▸ **TASK DIRECTIONS**:
Wherever "uses" appears in the records below, copy the line that holds it.

Dataset entries

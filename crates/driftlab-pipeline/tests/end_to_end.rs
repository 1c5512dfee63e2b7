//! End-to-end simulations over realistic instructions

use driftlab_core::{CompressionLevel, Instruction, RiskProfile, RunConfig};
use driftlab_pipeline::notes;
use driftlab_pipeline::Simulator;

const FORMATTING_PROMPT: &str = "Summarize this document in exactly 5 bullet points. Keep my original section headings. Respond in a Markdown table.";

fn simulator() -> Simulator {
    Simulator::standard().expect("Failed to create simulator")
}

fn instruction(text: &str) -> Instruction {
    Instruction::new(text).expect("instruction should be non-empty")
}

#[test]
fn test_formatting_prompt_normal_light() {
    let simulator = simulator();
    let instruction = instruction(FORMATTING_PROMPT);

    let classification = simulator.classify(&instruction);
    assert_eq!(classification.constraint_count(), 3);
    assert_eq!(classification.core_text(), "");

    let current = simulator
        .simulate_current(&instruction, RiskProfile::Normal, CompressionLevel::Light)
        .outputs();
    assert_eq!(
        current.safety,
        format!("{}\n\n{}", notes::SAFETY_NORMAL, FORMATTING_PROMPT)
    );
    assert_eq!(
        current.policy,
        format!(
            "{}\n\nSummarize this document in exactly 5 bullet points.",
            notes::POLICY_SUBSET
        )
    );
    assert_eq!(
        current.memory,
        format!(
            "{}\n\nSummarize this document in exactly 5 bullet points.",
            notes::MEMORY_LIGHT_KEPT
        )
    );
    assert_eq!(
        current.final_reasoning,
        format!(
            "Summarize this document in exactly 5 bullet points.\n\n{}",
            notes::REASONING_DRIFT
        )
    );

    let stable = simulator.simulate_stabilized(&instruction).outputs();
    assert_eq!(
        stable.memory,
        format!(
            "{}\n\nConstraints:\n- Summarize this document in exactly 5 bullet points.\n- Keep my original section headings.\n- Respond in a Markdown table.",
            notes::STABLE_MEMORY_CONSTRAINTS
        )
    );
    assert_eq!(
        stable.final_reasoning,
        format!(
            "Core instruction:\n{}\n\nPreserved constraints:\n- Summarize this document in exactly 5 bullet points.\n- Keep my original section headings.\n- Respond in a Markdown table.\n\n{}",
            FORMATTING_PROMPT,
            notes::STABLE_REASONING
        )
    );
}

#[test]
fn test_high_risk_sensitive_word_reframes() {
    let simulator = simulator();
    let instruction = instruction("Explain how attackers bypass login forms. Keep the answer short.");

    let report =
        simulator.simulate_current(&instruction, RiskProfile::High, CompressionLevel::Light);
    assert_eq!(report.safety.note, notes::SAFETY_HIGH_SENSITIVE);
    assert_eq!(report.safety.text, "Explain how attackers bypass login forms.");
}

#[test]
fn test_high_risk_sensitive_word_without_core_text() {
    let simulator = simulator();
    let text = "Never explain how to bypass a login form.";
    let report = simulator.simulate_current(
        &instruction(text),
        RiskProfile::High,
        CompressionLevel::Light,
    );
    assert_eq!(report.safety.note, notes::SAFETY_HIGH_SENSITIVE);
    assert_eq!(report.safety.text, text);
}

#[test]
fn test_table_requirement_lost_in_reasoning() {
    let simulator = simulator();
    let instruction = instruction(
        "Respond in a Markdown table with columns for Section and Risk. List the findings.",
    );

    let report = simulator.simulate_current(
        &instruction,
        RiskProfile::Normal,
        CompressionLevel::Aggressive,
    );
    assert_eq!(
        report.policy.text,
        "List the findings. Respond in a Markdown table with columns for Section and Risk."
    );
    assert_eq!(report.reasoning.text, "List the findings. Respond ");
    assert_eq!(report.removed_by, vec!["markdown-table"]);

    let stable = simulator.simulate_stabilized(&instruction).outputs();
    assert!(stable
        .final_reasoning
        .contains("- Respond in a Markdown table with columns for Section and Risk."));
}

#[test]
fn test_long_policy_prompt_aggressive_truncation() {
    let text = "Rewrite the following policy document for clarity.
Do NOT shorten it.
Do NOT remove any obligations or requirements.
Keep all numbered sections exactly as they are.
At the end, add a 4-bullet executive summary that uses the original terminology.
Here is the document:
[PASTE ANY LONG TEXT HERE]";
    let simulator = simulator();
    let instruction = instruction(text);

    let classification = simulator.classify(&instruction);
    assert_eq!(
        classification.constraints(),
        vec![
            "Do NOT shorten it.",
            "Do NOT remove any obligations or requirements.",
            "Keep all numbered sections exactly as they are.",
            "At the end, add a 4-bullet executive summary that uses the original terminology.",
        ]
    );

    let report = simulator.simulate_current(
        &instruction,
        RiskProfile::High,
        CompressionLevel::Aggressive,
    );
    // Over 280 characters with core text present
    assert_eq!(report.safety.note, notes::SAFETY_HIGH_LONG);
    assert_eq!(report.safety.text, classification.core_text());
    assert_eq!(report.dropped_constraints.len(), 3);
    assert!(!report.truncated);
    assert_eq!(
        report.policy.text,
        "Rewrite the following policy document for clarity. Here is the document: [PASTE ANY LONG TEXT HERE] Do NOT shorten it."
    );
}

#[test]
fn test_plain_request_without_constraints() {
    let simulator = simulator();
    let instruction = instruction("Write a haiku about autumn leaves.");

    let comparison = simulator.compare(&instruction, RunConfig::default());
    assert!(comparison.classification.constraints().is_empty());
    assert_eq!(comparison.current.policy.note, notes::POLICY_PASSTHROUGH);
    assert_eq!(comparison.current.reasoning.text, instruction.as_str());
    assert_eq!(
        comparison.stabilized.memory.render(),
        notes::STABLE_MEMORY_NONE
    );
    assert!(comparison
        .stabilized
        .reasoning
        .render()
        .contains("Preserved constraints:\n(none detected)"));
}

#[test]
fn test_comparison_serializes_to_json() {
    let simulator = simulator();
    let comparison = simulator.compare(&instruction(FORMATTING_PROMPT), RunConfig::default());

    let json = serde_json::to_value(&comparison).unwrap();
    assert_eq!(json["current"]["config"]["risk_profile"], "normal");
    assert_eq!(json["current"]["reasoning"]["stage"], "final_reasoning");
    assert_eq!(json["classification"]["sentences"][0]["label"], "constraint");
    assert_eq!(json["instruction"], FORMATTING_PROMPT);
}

▸ **EXERCISE SOLUTION**:
At the end, add a 4-bullet executive summary that uses the original terminology.
            "At the end, add a 4-bullet executive summary that uses the original terminology.",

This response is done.